• [WORK ORDER]
Restate word for word the lines of the data below, from the first through the one that has "fn deserialize<D>(deserializer: D)".
MATERIAL SHOWN Start Marker
//! Probe steps: one request plus the expectations placed on its response

use serde::Deserialize;
use serde_json::Value;
use std::fmt;
use std::time::Duration;

use crate::check::{Check, lookup, scalar_text};
use crate::client::{ApiClient, ApiRequest, Method};
use crate::error::ProbeError;
use crate::vars::Vars;

/// Accepts either a single value or a list in suite files
#[derive(Deserialize)]
#[serde(untagged)]
enum OneOrMany<T> {
    One(T),
    Many(Vec<T>),
}

impl<T> From<OneOrMany<T>> for Vec<T> {
    fn from(value: OneOrMany<T>) -> Self {
        match value {
            OneOrMany::One(item) => vec![item],
            OneOrMany::Many(items) => items,
        }
    }
}

fn one_or_many<'de, D, T>(deserializer: D) -> Result<Vec<T>, D::Error>
where
    D: serde::Deserializer<'de>,
    T: Deserialize<'de>,
{
    OneOrMany::deserialize(deserializer).map(Into::into)
}

/// Set of HTTP statuses a step accepts
#[derive(Debug, Clone, PartialEq, Eq)]
pub struct StatusSet(Vec<u16>);

impl StatusSet {
    pub fn single(status: u16) -> Self {
        Self(vec![status])
    }

    pub fn matches(&self, status: u16) -> bool {
        self.0.contains(&status)
    }

    pub fn codes(&self) -> &[u16] {
        &self.0
    }
}

impl Default for StatusSet {
    fn default() -> Self {
        Self::single(200)
    }
}

impl From<Vec<u16>> for StatusSet {
    fn from(codes: Vec<u16>) -> Self {
        if codes.is_empty() {
            Self::default()
        } else {
            Self(codes)
        }
    }
}

impl<'de> Deserialize<'de> for StatusSet {
    fn deserialize<D>(deserializer: D) -> Result<Self, D::Error>
    where
        D: serde::Deserializer<'de>,
    {
        one_or_many(deserializer).map(StatusSet::from)
    }
}

impl fmt::Display for StatusSet {
    fn fmt(&self, f: &mut fmt::Formatter<'_>) -> fmt::Result {
        let codes: Vec<String> = self.0.iter().map(u16::to_string).collect();
        write!(f, "{}", codes.join("|"))
    }
}

/// Lifts a value out of a response into the run's variable table.
///
/// The first path resolving to a non-empty scalar wins.
#[derive(Debug, Clone, PartialEq, Deserialize)]
#[serde(deny_unknown_fields)]
pub struct Capture {
    pub name: String,
    #[serde(deserialize_with = "one_or_many")]
    pub from: Vec<String>,
}

impl Capture {
    pub fn resolve(&self, json: &Value) -> Option<String> {
        self.from
            .iter()
            .find_map(|path| {
                lookup(json, path)
                    .and_then(scalar_text)
                    .filter(|text| !text.is_empty())
            })
    }
}

#[derive(Debug, Clone, Deserialize)]
#[serde(deny_unknown_fields)]
pub struct Step {
    pub name: String,
    #[serde(default)]
    pub method: Method,
    pub path: String,
    #[serde(default)]
    pub expect: StatusSet,
    #[serde(default)]
    pub body: Option<Value>,
    #[serde(default)]
    pub checks: Vec<Check>,
    #[serde(default)]
    pub capture: Vec<Capture>,
    #[serde(default = "default_auth")]
    pub auth: bool,
    #[serde(default)]
    pub timeout_secs: Option<u64>,
}

fn default_auth() -> bool {
    true
}

impl Step {
    pub fn new(method: Method, name: &str, path: &str) -> Self {
        Self {
            name: name.to_string(),
            method,
            path: path.to_string(),
            expect: StatusSet::default(),
            body: None,
            checks: Vec::new(),
            capture: Vec::new(),
            auth: true,
            timeout_secs: None,
        }
    }

    pub fn get(name: &str, path: &str) -> Self {
        Self::new(Method::Get, name, path)
    }

    pub fn post(name: &str, path: &str) -> Self {
        Self::new(Method::Post, name, path)
    }

    pub fn put(name: &str, path: &str) -> Self {
        Self::new(Method::Put, name, path)
    }

    pub fn delete(name: &str, path: &str) -> Self {
        Self::new(Method::Delete, name, path)
    }

    pub fn expecting(mut self, codes: &[u16]) -> Self {
        self.expect = StatusSet::from(codes.to_vec());
        self
    }

    pub fn with_body(mut self, body: Value) -> Self {
        self.body = Some(body);
        self
    }

    pub fn with_check(mut self, check: Check) -> Self {
        self.checks.push(check);
        self
    }

    pub fn capturing(mut self, name: &str, from: &[&str]) -> Self {
        self.capture.push(Capture {
            name: name.to_string(),
            from: from.iter().map(|p| p.to_string()).collect(),
        });
        self
    }

    /// The step runs without a bearer token
    pub fn anonymous(mut self) -> Self {
        self.auth = false;
        self
    }

    pub fn with_timeout(mut self, secs: u64) -> Self {
        self.timeout_secs = Some(secs);
        self
    }

    fn needs_json(&self) -> bool {
        !self.capture.is_empty() || self.checks.iter().any(Check::needs_json)
    }
}

/// Outcome of a step whose status and checks all held
#[derive(Debug)]
pub struct Assertion {
    pub status: u16,
    pub elapsed: Duration,
    pub captured: Vec<(String, String)>,
}

/// Issue the step's request and assert on the response.
///
/// Templates are rendered before anything is sent, so a step that depends
/// on a missing capture fails with `ProbeError::Unresolved` without
/// touching the network.
pub fn request_and_assert(
    client: &ApiClient,
    step: &Step,
    vars: &Vars,
) -> Result<Assertion, ProbeError> {
    let path = vars.render(&step.path)?;
    let body = step
        .body
        .as_ref()
        .map(|body| vars.render_value(body))
        .transpose()?;
    let checks = step
        .checks
        .iter()
        .map(|check| check.render(vars))
        .collect::<Result<Vec<_>, _>>()?;

    let mut request = ApiRequest::new(step.method, &path);
    if let Some(body) = body {
        request = request.with_body(body);
    }
    if !step.auth {
        request = request.anonymous();
    }
    if let Some(secs) = step.timeout_secs {
        request = request.with_timeout(Duration::from_secs(secs));
    }

    let response = client.send(&request)?;

    if !step.expect.matches(response.status) {
        return Err(ProbeError::UnexpectedStatus {
            expected: step.expect.clone(),
            actual: response.status,
            body: response.snippet(),
        });
    }

    let json = if step.needs_json() {
        response.json()?
    } else {
        response.json().unwrap_or(Value::Null)
    };

    for check in &checks {
        check
            .evaluate(&json, &response.body, response.location.as_deref())
            .map_err(ProbeError::Check)?;
    }

    let mut captured = Vec::with_capacity(step.capture.len());
    for capture in &step.capture {
        let value = capture
            .resolve(&json)
            .ok_or_else(|| ProbeError::Capture {
                name: capture.name.clone(),
                tried: capture.from.join(", "),
            })?;
        captured.push((capture.name.clone(), value));
    }

    Ok(Assertion {
        status: response.status,
        elapsed: response.elapsed,
        captured,
    })
}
MATERIAL SHOWN End Marker
• [SOLUTION TO THE EXERCISE]
//! Probe steps: one request plus the expectations placed on its response

use serde::Deserialize;
use serde_json::Value;
use std::fmt;
use std::time::Duration;

use crate::check::{Check, lookup, scalar_text};
use crate::client::{ApiClient, ApiRequest, Method};
use crate::error::ProbeError;
use crate::vars::Vars;

/// Accepts either a single value or a list in suite files
#[derive(Deserialize)]
#[serde(untagged)]
enum OneOrMany<T> {
    One(T),
    Many(Vec<T>),
}

impl<T> From<OneOrMany<T>> for Vec<T> {
    fn from(value: OneOrMany<T>) -> Self {
        match value {
            OneOrMany::One(item) => vec![item],
            OneOrMany::Many(items) => items,
        }
    }
}

fn one_or_many<'de, D, T>(deserializer: D) -> Result<Vec<T>, D::Error>
where
    D: serde::Deserializer<'de>,
    T: Deserialize<'de>,
{
    OneOrMany::deserialize(deserializer).map(Into::into)
}

/// Set of HTTP statuses a step accepts
#[derive(Debug, Clone, PartialEq, Eq)]
pub struct StatusSet(Vec<u16>);

impl StatusSet {
    pub fn single(status: u16) -> Self {
        Self(vec![status])
    }

    pub fn matches(&self, status: u16) -> bool {
        self.0.contains(&status)
    }

    pub fn codes(&self) -> &[u16] {
        &self.0
    }
}

impl Default for StatusSet {
    fn default() -> Self {
        Self::single(200)
    }
}

impl From<Vec<u16>> for StatusSet {
    fn from(codes: Vec<u16>) -> Self {
        if codes.is_empty() {
            Self::default()
        } else {
            Self(codes)
        }
    }
}

impl<'de> Deserialize<'de> for StatusSet {
    fn deserialize<D>(deserializer: D) -> Result<Self, D::Error>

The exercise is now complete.